__Work task__.
Look below for the line that contains "this zero-based index", then copy it and each following line exactly, through and including the line that contains "self.sent.lock().unwrap().clone()".

[Saved data entries]
□ □ □ □ □

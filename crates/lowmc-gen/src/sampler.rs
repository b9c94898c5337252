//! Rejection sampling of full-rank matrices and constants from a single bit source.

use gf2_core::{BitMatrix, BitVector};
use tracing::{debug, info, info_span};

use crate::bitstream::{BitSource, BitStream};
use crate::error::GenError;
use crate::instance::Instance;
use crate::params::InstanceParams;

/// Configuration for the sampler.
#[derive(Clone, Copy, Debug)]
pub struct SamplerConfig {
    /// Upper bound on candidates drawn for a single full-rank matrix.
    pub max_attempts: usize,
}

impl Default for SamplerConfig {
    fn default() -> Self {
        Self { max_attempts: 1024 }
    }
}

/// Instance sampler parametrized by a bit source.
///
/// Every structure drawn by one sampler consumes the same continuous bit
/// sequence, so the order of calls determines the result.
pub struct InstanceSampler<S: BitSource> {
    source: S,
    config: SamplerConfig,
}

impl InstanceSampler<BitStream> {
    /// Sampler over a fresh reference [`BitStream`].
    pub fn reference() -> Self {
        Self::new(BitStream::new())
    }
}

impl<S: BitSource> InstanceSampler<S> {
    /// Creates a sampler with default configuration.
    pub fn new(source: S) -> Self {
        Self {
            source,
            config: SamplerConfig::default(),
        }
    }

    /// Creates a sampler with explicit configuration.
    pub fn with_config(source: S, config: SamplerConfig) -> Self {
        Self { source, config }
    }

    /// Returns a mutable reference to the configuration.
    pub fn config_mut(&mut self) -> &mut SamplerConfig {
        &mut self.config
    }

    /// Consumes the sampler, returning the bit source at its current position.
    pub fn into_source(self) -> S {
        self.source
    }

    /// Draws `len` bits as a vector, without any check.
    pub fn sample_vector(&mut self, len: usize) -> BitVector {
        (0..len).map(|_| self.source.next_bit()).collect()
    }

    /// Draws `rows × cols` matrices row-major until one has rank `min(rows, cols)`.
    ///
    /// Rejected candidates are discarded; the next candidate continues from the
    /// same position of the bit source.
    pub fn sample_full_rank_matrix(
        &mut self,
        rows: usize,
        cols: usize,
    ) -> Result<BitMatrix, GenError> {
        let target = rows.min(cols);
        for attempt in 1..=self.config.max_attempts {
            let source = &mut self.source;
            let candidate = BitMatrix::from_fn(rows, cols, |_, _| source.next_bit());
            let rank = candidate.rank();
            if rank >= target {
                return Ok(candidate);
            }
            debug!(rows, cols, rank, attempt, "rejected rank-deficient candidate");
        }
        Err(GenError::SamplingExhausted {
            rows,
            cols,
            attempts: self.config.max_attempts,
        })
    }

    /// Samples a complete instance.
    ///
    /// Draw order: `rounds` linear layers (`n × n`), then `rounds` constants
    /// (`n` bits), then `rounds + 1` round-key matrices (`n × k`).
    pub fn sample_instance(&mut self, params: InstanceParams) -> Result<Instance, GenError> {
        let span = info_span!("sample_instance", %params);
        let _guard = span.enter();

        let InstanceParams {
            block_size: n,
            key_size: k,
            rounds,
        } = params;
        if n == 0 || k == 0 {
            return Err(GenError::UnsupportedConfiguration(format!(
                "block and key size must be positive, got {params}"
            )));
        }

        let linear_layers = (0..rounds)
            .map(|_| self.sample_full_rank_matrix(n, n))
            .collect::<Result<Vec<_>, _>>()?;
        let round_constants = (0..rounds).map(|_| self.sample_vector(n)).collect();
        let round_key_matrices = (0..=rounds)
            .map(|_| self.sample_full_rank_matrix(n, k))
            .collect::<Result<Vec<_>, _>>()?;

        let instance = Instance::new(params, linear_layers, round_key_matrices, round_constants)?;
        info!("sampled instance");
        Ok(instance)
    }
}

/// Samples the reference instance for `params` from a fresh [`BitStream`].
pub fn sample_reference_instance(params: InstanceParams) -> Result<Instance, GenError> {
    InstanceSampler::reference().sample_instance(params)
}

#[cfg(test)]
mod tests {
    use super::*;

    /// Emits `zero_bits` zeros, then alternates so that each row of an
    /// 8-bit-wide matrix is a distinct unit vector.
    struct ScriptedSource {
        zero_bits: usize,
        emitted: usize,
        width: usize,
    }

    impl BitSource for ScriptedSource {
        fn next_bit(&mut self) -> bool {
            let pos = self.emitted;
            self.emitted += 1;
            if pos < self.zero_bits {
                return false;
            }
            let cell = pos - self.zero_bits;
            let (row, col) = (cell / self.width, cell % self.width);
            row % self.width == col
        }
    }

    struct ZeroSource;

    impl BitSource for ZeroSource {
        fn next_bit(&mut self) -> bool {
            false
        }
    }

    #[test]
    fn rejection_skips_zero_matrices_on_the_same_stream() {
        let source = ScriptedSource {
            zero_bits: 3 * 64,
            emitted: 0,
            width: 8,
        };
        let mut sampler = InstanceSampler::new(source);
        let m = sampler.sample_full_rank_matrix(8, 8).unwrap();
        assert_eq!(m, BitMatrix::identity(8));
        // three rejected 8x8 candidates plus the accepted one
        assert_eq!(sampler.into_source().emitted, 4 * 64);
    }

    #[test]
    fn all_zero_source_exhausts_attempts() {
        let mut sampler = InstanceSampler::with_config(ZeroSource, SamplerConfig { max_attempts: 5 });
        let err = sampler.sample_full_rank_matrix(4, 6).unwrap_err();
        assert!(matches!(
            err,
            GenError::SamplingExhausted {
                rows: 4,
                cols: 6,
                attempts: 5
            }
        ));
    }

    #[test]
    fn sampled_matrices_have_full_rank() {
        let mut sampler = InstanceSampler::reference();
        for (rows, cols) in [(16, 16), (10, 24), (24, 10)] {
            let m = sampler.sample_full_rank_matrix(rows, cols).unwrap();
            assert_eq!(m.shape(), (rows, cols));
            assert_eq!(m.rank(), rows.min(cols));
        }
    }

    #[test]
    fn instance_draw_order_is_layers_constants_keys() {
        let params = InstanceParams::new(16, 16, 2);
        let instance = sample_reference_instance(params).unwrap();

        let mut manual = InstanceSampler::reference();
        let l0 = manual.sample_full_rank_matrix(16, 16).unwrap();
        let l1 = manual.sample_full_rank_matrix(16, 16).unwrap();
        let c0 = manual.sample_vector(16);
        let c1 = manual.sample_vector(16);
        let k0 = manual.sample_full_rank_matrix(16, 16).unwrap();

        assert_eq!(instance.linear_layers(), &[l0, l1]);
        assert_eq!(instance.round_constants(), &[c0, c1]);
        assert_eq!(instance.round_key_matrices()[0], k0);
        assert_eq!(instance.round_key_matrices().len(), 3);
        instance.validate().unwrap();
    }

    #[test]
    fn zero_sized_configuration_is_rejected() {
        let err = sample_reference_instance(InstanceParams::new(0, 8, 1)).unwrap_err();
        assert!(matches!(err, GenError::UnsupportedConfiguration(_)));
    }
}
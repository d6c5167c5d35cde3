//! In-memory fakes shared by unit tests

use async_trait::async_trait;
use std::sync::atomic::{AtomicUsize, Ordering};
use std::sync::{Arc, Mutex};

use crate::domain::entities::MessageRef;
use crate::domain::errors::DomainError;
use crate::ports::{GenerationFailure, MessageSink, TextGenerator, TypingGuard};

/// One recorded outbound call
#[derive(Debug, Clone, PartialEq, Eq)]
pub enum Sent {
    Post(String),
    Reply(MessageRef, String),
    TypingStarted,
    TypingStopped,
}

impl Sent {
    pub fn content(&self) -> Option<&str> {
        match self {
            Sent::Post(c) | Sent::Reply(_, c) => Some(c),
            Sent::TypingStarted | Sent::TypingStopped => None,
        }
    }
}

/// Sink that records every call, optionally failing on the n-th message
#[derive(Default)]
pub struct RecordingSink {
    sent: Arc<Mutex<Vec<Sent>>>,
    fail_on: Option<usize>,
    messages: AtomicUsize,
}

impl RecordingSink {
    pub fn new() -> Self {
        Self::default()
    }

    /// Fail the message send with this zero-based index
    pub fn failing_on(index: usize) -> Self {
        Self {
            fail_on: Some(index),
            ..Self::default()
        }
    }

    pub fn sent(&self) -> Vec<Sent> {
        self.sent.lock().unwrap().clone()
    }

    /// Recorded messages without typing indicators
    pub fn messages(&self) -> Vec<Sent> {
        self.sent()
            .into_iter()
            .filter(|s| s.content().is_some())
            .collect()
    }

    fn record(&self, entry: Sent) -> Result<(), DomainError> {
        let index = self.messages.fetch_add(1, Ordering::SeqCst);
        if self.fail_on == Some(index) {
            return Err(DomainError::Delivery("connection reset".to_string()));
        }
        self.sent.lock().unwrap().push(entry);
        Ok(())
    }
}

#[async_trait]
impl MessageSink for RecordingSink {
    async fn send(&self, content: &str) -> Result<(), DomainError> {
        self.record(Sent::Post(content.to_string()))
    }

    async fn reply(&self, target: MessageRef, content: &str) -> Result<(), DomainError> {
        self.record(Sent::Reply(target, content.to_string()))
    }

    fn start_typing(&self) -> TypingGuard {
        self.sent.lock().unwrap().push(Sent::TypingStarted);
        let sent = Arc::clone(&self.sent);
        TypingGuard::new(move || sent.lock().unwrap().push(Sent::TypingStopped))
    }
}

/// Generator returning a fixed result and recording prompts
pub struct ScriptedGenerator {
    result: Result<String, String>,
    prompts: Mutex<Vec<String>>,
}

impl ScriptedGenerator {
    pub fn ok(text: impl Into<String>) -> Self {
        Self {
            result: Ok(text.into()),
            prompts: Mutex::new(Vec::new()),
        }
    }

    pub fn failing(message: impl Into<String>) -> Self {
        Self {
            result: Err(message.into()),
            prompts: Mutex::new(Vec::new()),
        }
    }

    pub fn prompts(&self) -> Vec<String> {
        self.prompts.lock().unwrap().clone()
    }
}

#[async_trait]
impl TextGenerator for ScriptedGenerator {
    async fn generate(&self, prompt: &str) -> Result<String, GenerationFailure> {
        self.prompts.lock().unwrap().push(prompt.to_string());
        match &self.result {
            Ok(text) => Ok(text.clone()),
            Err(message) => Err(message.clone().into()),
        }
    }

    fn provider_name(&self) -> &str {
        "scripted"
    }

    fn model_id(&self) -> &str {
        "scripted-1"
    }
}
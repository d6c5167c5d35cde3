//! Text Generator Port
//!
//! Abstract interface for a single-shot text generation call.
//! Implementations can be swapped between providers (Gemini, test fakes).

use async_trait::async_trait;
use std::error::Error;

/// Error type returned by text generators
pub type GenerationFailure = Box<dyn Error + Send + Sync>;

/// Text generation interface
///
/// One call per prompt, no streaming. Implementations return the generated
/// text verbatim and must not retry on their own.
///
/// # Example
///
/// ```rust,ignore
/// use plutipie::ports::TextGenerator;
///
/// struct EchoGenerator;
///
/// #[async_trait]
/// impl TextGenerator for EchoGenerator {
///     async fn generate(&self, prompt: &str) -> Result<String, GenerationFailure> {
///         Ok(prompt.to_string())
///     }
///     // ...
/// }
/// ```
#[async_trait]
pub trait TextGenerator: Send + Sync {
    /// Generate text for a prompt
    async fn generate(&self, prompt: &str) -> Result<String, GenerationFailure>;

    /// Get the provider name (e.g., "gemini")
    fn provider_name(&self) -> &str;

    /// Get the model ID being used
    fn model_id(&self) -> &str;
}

□ □ □ □ □

__Result for this exercise__.
    /// Fail the message send with this zero-based index
    pub fn failing_on(index: usize) -> Self {
        Self {
            fail_on: Some(index),
            ..Self::default()
        }
    }

    pub fn sent(&self) -> Vec<Sent> {
        self.sent.lock().unwrap().clone()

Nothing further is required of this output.